Department of Critical Care Medicine, Cumming School of Medicine, University of Calgary, Calgary, AB, Canada.
Department of Critical Care Medicine, Cumming School of Medicine, University of Calgary, Calgary, AB, Canada; Department of Community Health Sciences, Cumming School of Medicine, University of Calgary, Calgary, AB, Canada; Alberta Health Services, Calgary, AB, Canada; O'Brien Institute for Public Health, University of Calgary, Cumming School of Medicine, Calgary, AB, Canada.
J Crit Care. 2020 Apr;56:257-264. doi: 10.1016/j.jcrc.2020.01.017. Epub 2020 Jan 15.
Use systematic review methodology to summarize risk factors and outcomes for each delirium subtype (hypoactive, hyperactive and mixed) in an adult ICU population.
We searched the MEDLINE, Embase, CINAHL, SCOPUS, Web of Science and PsycINFO databases from database inception until August 13, 2018, with no restrictions.
Of 9635 abstracts, 20 studies were included. Older age was not associated with any delirium subtype in 4/7 (57%) studies. Sex was not associated with any delirium subtype in 4/4 (100%) studies. Mortality was consistently associated with hypoactive delirium in 4/7 (57%) studies. The evidence supporting the association of APACHE-II score, mechanical ventilation, length of stay, duration of delirium and removal of tubes were inconsistent across studies.

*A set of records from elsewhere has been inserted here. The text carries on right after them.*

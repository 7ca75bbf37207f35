//! The menu bar status item and its menu.

use anyhow::{Context, Result};
use skylight_core::{APP_NAME_PRETTY, Appearance, Trigger};
use tracing::{debug, warn};
use tray_icon::menu::accelerator::{Accelerator, Code, Modifiers};
use tray_icon::menu::{Menu, MenuId, MenuItem, PredefinedMenuItem};
use tray_icon::{TrayIcon, TrayIconBuilder};

use crate::icon::IconVariant;

/// Entries of the status item menu. Each one forwards to a controller method.
#[derive(Debug, Clone, Copy, PartialEq, Eq)]
pub enum MenuAction {
    ToggleWindow,
    ResetSizeAndPosition,
    Home,
    Quit,
    SetTrigger,
    Install,
    Uninstall,
}

fn cmd(code: Code) -> Option<Accelerator> {
    Some(Accelerator::new(Some(Modifiers::SUPER), code))
}

fn trigger_text(trigger: Trigger) -> String {
    format!("Trigger: {trigger}")
}

pub struct TrayMenu {
    menu: Menu,
    trigger_label: MenuItem,
    entries: Vec<(MenuItem, MenuAction)>,
}

impl TrayMenu {
    pub fn new(trigger: Trigger) -> Result<Self> {
        let trigger_label = MenuItem::new(trigger_text(trigger), false, None);
        let entry = |text: &str, accelerator, action| (MenuItem::new(text, true, accelerator), action);
        let entries = vec![
            entry("Toggle Window", cmd(Code::KeyT), MenuAction::ToggleWindow),
            entry("Reset Size & Position", cmd(Code::KeyR), MenuAction::ResetSizeAndPosition),
            entry("Home", cmd(Code::KeyG), MenuAction::Home),
            entry("Set New Trigger", None, MenuAction::SetTrigger),
            entry("Install at Login", None, MenuAction::Install),
            entry("Uninstall from Login", None, MenuAction::Uninstall),
            entry("Quit", cmd(Code::KeyQ), MenuAction::Quit),
        ];

        let menu = Menu::new();
        menu.append_items(&[
            &MenuItem::new(APP_NAME_PRETTY, false, None),
            &trigger_label,
            &PredefinedMenuItem::separator(),
            &entries[0].0,
            &entries[1].0,
            &entries[2].0,
            &PredefinedMenuItem::separator(),
            &entries[3].0,
            &entries[4].0,
            &entries[5].0,
            &PredefinedMenuItem::separator(),
            &entries[6].0,
        ])
        .context("Failed to build tray menu")?;

        Ok(Self {
            menu,
            trigger_label,
            entries,
        })
    }

    pub fn menu(&self) -> &Menu {
        &self.menu
    }

    pub fn action(&self, id: &MenuId) -> Option<MenuAction> {
        self.entries
            .iter()
            .find(|(item, _)| item.id() == id)
            .map(|(_, action)| *action)
    }

    /// Shows that the next key press will become the trigger.
    pub fn show_capturing(&self) {
        self.trigger_label.set_text("Trigger: press the new combination");
    }

    /// Refreshes the entry showing the current trigger.
    pub fn show_trigger(&self, trigger: Trigger) {
        self.trigger_label.set_text(trigger_text(trigger));
    }
}

/// The menu bar icon, switched between variants as the appearance changes.
pub struct StatusItem {
    tray: TrayIcon,
    variant: IconVariant,
}

impl StatusItem {
    pub fn build(menu: &TrayMenu, appearance: Appearance) -> Result<Self> {
        let variant = IconVariant::for_appearance(appearance);
        let tray = TrayIconBuilder::new()
            .with_menu(Box::new(menu.menu().clone()))
            .with_tooltip(APP_NAME_PRETTY)
            .with_icon(variant.icon())
            .build()
            .context("Failed to create status item")?;
        Ok(Self { tray, variant })
    }

    pub fn set_appearance(&mut self, appearance: Appearance) {
        let variant = IconVariant::for_appearance(appearance);
        if variant == self.variant {
            return;
        }
        debug!(?variant, "Switching status icon");
        if let Err(e) = self.tray.set_icon(Some(variant.icon())) {
            warn!("Failed to update status icon: {}", e);
            return;
        }
        self.variant = variant;
    }
}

Although included studies reported on many subtype-specific risk factors and outcomes, heterogeneity in reporting and methodological quality limited the generalizability of the results and the evidence for many subtype-specific risk factors or outcomes is inconsistent across studies. Standardized methodology and the creation of a universal template for collecting data in ICU delirium studies are essential moving forward; helping to identify subtype-specific risk factors or outcomes and strengthen the association of potential risk factors or outcomes.
采用系统综述方法总结成人 ICU 人群中每种谵妄亚型(低活动型、高活动型和混合性)的危险因素和结局。
我们从数据库建立之初到 2018 年 8 月 13 日,在 MEDLINE、Embase、CINAHL、SCOPUS、Web of Science 和 PsycINFO 数据库中进行了无限制的检索。
在 9635 篇摘要中,有 20 项研究被纳入。4/7(57%)项研究表明,年龄与任何一种谵妄亚型均无关。4/4(100%)项研究表明,性别与任何一种谵妄亚型均无关。4/7(57%)项研究表明,死亡率与低活动型谵妄始终相关。支持急性生理与慢性健康状况评分 II(APACHE-II)评分、机械通气、住院时间、谵妄持续时间和导管拔除与谵妄亚型之间关联的证据在不同研究中不一致。
尽管纳入的研究报告了许多亚型特异性的危险因素和结局,但报告的异质性和方法学质量限制了结果的普遍性,许多亚型特异性危险因素或结局的证据在不同研究中不一致。标准化方法和创建 ICU 谵妄研究中数据收集的通用模板对于未来的研究至关重要;有助于确定亚型特异性危险因素或结局,并加强潜在危险因素或结局的相关性。